Your goal ▸ Set down, exactly as written, every line from the top of the records below to the line containing "pub enum ProviderFailure", both ends included, and no others.

****************************************

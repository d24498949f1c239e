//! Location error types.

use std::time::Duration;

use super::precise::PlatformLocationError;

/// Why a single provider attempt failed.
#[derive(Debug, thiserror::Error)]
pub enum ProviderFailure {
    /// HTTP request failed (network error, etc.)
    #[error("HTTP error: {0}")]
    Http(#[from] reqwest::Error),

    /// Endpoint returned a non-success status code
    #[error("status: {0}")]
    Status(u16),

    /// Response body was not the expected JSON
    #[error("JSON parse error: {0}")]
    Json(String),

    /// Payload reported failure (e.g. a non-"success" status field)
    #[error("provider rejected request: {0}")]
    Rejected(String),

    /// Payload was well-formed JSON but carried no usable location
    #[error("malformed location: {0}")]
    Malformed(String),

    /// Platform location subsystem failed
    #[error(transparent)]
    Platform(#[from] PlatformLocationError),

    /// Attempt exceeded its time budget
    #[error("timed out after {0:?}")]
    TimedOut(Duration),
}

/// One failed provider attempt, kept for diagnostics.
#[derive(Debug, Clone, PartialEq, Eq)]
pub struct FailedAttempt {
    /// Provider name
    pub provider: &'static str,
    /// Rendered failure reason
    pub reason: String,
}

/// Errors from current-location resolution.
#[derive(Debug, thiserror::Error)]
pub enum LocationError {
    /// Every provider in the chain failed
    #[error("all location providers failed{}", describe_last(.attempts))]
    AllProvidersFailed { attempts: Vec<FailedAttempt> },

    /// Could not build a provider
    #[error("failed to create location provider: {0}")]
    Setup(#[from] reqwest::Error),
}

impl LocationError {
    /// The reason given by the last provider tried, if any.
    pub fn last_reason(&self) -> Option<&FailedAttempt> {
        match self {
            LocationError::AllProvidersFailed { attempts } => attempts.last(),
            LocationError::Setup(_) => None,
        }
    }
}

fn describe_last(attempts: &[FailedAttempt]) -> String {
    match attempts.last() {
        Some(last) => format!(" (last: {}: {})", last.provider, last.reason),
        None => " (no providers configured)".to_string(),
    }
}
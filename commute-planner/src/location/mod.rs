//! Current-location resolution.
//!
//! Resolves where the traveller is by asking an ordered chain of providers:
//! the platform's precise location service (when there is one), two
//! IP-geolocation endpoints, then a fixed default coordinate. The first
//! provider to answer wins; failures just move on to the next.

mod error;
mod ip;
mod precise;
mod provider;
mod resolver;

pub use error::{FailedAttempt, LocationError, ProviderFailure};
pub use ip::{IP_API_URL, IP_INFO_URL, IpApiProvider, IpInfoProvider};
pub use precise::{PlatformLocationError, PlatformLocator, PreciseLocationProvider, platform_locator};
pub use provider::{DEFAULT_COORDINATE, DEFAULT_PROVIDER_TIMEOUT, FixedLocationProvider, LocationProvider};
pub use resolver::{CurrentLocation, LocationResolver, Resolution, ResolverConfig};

****************************************

Exercise response ▸
repository d24498949f1c239e
//! Location error types.

use std::time::Duration;

use super::precise::PlatformLocationError;

/// Why a single provider attempt failed.
#[derive(Debug, thiserror::Error)]
pub enum ProviderFailure {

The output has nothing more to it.